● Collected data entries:
========================================================================

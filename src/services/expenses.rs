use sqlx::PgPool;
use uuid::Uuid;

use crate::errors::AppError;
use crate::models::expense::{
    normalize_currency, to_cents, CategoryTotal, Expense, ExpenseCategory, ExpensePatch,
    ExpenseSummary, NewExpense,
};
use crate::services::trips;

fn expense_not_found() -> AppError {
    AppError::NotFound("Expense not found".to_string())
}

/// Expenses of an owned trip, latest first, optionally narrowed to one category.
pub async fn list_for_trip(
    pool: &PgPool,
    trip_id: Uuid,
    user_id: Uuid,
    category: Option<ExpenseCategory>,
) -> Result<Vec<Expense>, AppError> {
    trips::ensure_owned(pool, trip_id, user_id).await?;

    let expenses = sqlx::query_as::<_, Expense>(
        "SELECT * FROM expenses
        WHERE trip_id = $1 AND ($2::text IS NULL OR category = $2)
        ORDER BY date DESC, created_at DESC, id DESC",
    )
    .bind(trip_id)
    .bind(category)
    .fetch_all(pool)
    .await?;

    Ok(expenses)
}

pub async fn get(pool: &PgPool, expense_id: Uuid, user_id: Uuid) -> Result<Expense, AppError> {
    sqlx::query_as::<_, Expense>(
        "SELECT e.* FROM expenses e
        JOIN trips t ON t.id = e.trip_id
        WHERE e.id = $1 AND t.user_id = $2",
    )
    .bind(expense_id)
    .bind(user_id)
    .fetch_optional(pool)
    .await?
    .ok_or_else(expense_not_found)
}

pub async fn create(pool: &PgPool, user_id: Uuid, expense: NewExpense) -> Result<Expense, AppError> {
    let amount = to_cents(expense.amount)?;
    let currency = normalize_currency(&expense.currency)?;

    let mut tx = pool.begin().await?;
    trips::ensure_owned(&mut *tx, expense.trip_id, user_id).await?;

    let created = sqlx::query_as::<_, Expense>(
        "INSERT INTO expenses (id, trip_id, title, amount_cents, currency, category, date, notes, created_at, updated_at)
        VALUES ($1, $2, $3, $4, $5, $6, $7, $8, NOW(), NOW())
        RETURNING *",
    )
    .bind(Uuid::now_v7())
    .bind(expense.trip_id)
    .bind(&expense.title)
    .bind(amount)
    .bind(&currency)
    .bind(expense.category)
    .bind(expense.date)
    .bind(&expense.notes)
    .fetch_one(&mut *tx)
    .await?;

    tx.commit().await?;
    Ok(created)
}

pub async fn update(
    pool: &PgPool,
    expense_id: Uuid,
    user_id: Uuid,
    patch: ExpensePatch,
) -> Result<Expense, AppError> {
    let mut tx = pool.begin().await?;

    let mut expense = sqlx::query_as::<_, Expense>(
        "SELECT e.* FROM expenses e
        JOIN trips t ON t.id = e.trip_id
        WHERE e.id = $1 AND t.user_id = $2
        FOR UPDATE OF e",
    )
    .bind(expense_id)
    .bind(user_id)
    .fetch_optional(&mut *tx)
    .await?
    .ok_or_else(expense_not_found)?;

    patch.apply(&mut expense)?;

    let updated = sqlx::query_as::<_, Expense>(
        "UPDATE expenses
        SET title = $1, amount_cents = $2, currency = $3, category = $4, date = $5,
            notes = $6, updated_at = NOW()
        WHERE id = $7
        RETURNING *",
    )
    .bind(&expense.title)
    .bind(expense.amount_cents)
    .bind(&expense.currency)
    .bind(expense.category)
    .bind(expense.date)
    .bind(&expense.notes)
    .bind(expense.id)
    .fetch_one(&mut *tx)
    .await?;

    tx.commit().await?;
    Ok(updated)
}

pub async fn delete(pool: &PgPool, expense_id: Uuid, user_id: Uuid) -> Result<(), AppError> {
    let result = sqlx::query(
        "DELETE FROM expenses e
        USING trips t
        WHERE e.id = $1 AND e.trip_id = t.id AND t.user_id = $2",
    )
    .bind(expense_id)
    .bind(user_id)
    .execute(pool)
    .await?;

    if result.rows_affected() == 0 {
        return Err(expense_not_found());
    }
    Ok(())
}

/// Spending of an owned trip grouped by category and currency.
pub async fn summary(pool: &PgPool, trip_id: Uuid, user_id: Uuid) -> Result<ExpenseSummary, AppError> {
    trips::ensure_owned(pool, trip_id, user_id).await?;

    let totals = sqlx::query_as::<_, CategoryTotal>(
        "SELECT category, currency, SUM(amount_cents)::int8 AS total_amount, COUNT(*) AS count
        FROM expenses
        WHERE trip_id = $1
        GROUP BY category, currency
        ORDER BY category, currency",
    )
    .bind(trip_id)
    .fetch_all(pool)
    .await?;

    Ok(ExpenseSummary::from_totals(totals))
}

========================================================================

● Aim of the task: Each entry needs to be copied out exactly.

● Answer section:
filename src/services/expenses.rs
use sqlx::PgPool;
use uuid::Uuid;

use crate::errors::AppError;
use crate::models::expense::{
    normalize_currency, to_cents, CategoryTotal, Expense, ExpenseCategory, ExpensePatch,
    ExpenseSummary, NewExpense,
};
use crate::services::trips;

fn expense_not_found() -> AppError {
    AppError::NotFound("Expense not found".to_string())
}

/// Expenses of an owned trip, latest first, optionally narrowed to one category.
pub async fn list_for_trip(
    pool: &PgPool,
    trip_id: Uuid,
    user_id: Uuid,
    category: Option<ExpenseCategory>,
) -> Result<Vec<Expense>, AppError> {
    trips::ensure_owned(pool, trip_id, user_id).await?;

    let expenses = sqlx::query_as::<_, Expense>(
        "SELECT * FROM expenses
        WHERE trip_id = $1 AND ($2::text IS NULL OR category = $2)
        ORDER BY date DESC, created_at DESC, id DESC",
    )
    .bind(trip_id)
    .bind(category)
    .fetch_all(pool)
    .await?;

    Ok(expenses)
}

pub async fn get(pool: &PgPool, expense_id: Uuid, user_id: Uuid) -> Result<Expense, AppError> {
    sqlx::query_as::<_, Expense>(
        "SELECT e.* FROM expenses e
        JOIN trips t ON t.id = e.trip_id
        WHERE e.id = $1 AND t.user_id = $2",
    )
    .bind(expense_id)
    .bind(user_id)
    .fetch_optional(pool)
    .await?
    .ok_or_else(expense_not_found)
}

pub async fn create(pool: &PgPool, user_id: Uuid, expense: NewExpense) -> Result<Expense, AppError> {
    let amount = to_cents(expense.amount)?;
    let currency = normalize_currency(&expense.currency)?;

    let mut tx = pool.begin().await?;
    trips::ensure_owned(&mut *tx, expense.trip_id, user_id).await?;

    let created = sqlx::query_as::<_, Expense>(
        "INSERT INTO expenses (id, trip_id, title, amount_cents, currency, category, date, notes, created_at, updated_at)
        VALUES ($1, $2, $3, $4, $5, $6, $7, $8, NOW(), NOW())
        RETURNING *",
    )
    .bind(Uuid::now_v7())
    .bind(expense.trip_id)
    .bind(&expense.title)
    .bind(amount)
    .bind(&currency)
    .bind(expense.category)
    .bind(expense.date)
    .bind(&expense.notes)
    .fetch_one(&mut *tx)
    .await?;

    tx.commit().await?;
    Ok(created)
}

pub async fn update(
    pool: &PgPool,
    expense_id: Uuid,
    user_id: Uuid,
    patch: ExpensePatch,
) -> Result<Expense, AppError> {
    let mut tx = pool.begin().await?;

    let mut expense = sqlx::query_as::<_, Expense>(
        "SELECT e.* FROM expenses e
        JOIN trips t ON t.id = e.trip_id
        WHERE e.id = $1 AND t.user_id = $2
        FOR UPDATE OF e",
    )
    .bind(expense_id)
    .bind(user_id)
    .fetch_optional(&mut *tx)
    .await?
    .ok_or_else(expense_not_found)?;

    patch.apply(&mut expense)?;

    let updated = sqlx::query_as::<_, Expense>(
        "UPDATE expenses
        SET title = $1, amount_cents = $2, currency = $3, category = $4, date = $5,
            notes = $6, updated_at = NOW()
        WHERE id = $7
        RETURNING *",
    )
    .bind(&expense.title)
    .bind(expense.amount_cents)
    .bind(&expense.currency)
    .bind(expense.category)
    .bind(expense.date)
    .bind(&expense.notes)
    .bind(expense.id)
    .fetch_one(&mut *tx)
    .await?;

    tx.commit().await?;
    Ok(updated)
}

pub async fn delete(pool: &PgPool, expense_id: Uuid, user_id: Uuid) -> Result<(), AppError> {
    let result = sqlx::query(
        "DELETE FROM expenses e
        USING trips t
        WHERE e.id = $1 AND e.trip_id = t.id AND t.user_id = $2",
    )
    .bind(expense_id)
    .bind(user_id)
    .execute(pool)
    .await?;

    if result.rows_affected() == 0 {
        return Err(expense_not_found());
    }
    Ok(())
}

/// Spending of an owned trip grouped by category and currency.
pub async fn summary(pool: &PgPool, trip_id: Uuid, user_id: Uuid) -> Result<ExpenseSummary, AppError> {
    trips::ensure_owned(pool, trip_id, user_id).await?;

    let totals = sqlx::query_as::<_, CategoryTotal>(
        "SELECT category, currency, SUM(amount_cents)::int8 AS total_amount, COUNT(*) AS count
        FROM expenses
        WHERE trip_id = $1
        GROUP BY category, currency
        ORDER BY category, currency",
    )
    .bind(trip_id)
    .fetch_all(pool)
    .await?;

    Ok(ExpenseSummary::from_totals(totals))
}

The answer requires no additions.